Inhibition of Stat3 suppresses caspase-3 and the ubiquitin-proteasome system leading to preservation of muscle mass in cancer cachexia [Molecular Bases of Disease]

March 18th, 2015 by Silva, K. A. S., Dong, J., Dong, Y., , Schor, N., Tweardy, D. J., Zhang, L., Mitch, W. E.

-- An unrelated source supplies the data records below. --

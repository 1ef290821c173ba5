//! Main application entry point (CLI binary).
//!
//! This is a thin wrapper around the `netstat_redlist` library that handles:
//! - Command-line argument parsing
//! - Logger initialization
//! - User-facing output and exit codes
//!
//! All core functionality is implemented in the library crate.

use std::process;
use std::sync::Arc;
use std::time::Instant;

use anyhow::{Context, Result};
use clap::Parser;

use netstat_redlist::initialization::init_logger_with;
use netstat_redlist::{run_triage, Config, ConsoleProgress, Opt, TriageError};

/// Exit status for usage problems, matching what clap uses for bad arguments.
const EXIT_USAGE: i32 = 2;

#[tokio::main]
async fn main() -> Result<()> {
    // Parse command-line arguments into Config (clap exits 2 on bad usage)
    let config: Config = Opt::parse().into();

    // Initialize logger based on config
    init_logger_with(config.log_level.clone().into(), config.log_format.clone())
        .context("Failed to initialize logger")?;

    if !config.input.exists() {
        exit_input_not_found(TriageError::InputNotFound(config.input));
    }

    let start_time = Instant::now();
    let home_country = config.home_country.clone();
    println!("Processing....please wait.");

    match run_triage(config, Arc::new(ConsoleProgress)).await {
        Ok(report) => {
            report.redlist.print_report(&home_country);
            println!();
            println!(
                "Total query execution time: {:.2}s",
                start_time.elapsed().as_secs_f64()
            );
            println!("Complete.");
            Ok(())
        }
        Err(e @ TriageError::InputNotFound(_)) => exit_input_not_found(e),
        Err(e) => {
            eprintln!("netstat_redlist error: {:#}", anyhow::Error::new(e));
            process::exit(1);
        }
    }
}

/// Reports a missing connection listing with a usage hint and exits 2.
fn exit_input_not_found(e: TriageError) -> ! {
    eprintln!("{e}");
    eprintln!("Usage: netstat_redlist -i <INPUT> -o <OUTPUT> (see --help)");
    process::exit(EXIT_USAGE);
}
//! Connection listing parser.
//!
//! Turns `netstat -an` output from Linux or Windows into the ordered list of
//! remote IPv4 addresses. Lines that are not connection records are skipped
//! without complaint; they are expected noise (headers, UNIX sockets, IPv6).

mod parse;
mod record;

use std::collections::HashSet;
use std::path::Path;

use log::{debug, info};

use crate::config::StateMatching;
use crate::error_handling::TriageError;

pub use parse::{is_state_token, parse_record, STATE_VOCABULARY};
pub use record::{ConnectionRecord, Endpoint, Ipv4Token, Layout, Protocol};

/// Addresses extracted from an input file.
#[derive(Debug, Clone, Default)]
pub struct ParsedInput {
    /// Number of lines in the file
    pub lines_read: usize,
    /// Remote address of every recognized record, in file order, duplicates kept
    pub addresses: Vec<Ipv4Token>,
}

/// Extracts the remote address of every recognized record, in input order.
///
/// Duplicates are preserved; see [`dedup_first_seen`].
pub fn extract_remote_addresses<'a, I>(lines: I, matching: StateMatching) -> Vec<Ipv4Token>
where
    I: IntoIterator<Item = &'a str>,
{
    lines
        .into_iter()
        .filter_map(|line| match parse_record(line, matching) {
            Some(record) => Some(record.remote.address),
            None => {
                if !line.trim().is_empty() {
                    debug!("Skipping non-record line: {}", line.trim_end());
                }
                None
            }
        })
        .collect()
}

/// Drops repeated addresses, keeping the first occurrence of each.
pub fn dedup_first_seen(addresses: Vec<Ipv4Token>) -> Vec<Ipv4Token> {
    let mut seen = HashSet::with_capacity(addresses.len());
    addresses
        .into_iter()
        .filter(|address| seen.insert(address.clone()))
        .collect()
}

/// Reads a connection listing from disk and extracts remote addresses.
///
/// Invalid UTF-8 is replaced rather than rejected, since Windows consoles
/// often save listings in a legacy code page.
///
/// # Errors
///
/// `TriageError::InputNotFound` if `path` does not exist, `TriageError::InputRead`
/// if it cannot be read.
pub async fn read_addresses(
    path: &Path,
    matching: StateMatching,
) -> Result<ParsedInput, TriageError> {
    if !path.exists() {
        return Err(TriageError::InputNotFound(path.to_path_buf()));
    }

    let bytes = tokio::fs::read(path)
        .await
        .map_err(|source| TriageError::InputRead {
            path: path.to_path_buf(),
            source,
        })?;
    let text = String::from_utf8_lossy(&bytes);

    let lines_read = text.lines().count();
    let addresses = extract_remote_addresses(text.lines(), matching);
    info!(
        "Extracted {} remote addresses from {} lines of {}",
        addresses.len(),
        lines_read,
        path.display()
    );

    Ok(ParsedInput {
        lines_read,
        addresses,
    })
}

Cachexia occurs in patients with advanced cancers. Despite the adverse clinical impact of cancer-induced muscle wasting, pathways causing cachexia are controversial and clinically reliable therapies are not available. A trigger of muscle protein loss is the JAK/Stat pathway and indeed, we found that conditioned media from C26 colon carcinoma (C26) or Lewis lung carcinoma (LLC) cells activate Stat3 (p-Stat3) in C2C12 myotubes. We identified two proteolytic pathways that are activated in muscle by p-Stat3: one is activation of caspase-3 and the other is p-Stat3 to myostatin, MAFbx/Atrogin-1 and MuRF-1 via C/EBPδ. Using sequential deletions of the caspase-3 promoter and CHIP assays, we determined that Stat3 activation increases caspase-3 expression in C2C12 cells. Caspase-3 expression and proteolytic activity were stimulated by p-Stat3 in muscles of tumor-bearing mice. In mice with cachexia caused by LLC or C26 tumors, knockout of p-Stat3 in muscle or with a small chemical inhibitor of p-Stat3 suppressed muscle mass losses, improved protein synthesis and degradation in muscle and increased body weight and grip strength. Activation of p-Stat3 stimulates a pathway from C/EBPδ to myostatin and expression of MAFbx/Atrogin-1 and increased ubiquitin-proteasome system (UPS). Indeed, C/EBPδ KO decreases the expression of MAFbx/Atrogin-1 and myostatin, while increasing muscle mass and grip strength. In conclusion, cancer stimulates p-Stat3 in muscle, activating protein loss by stimulating caspase-3, myostatin and the UPS. These results could lead to novel strategies for preventing cancer-induced muscle wasting.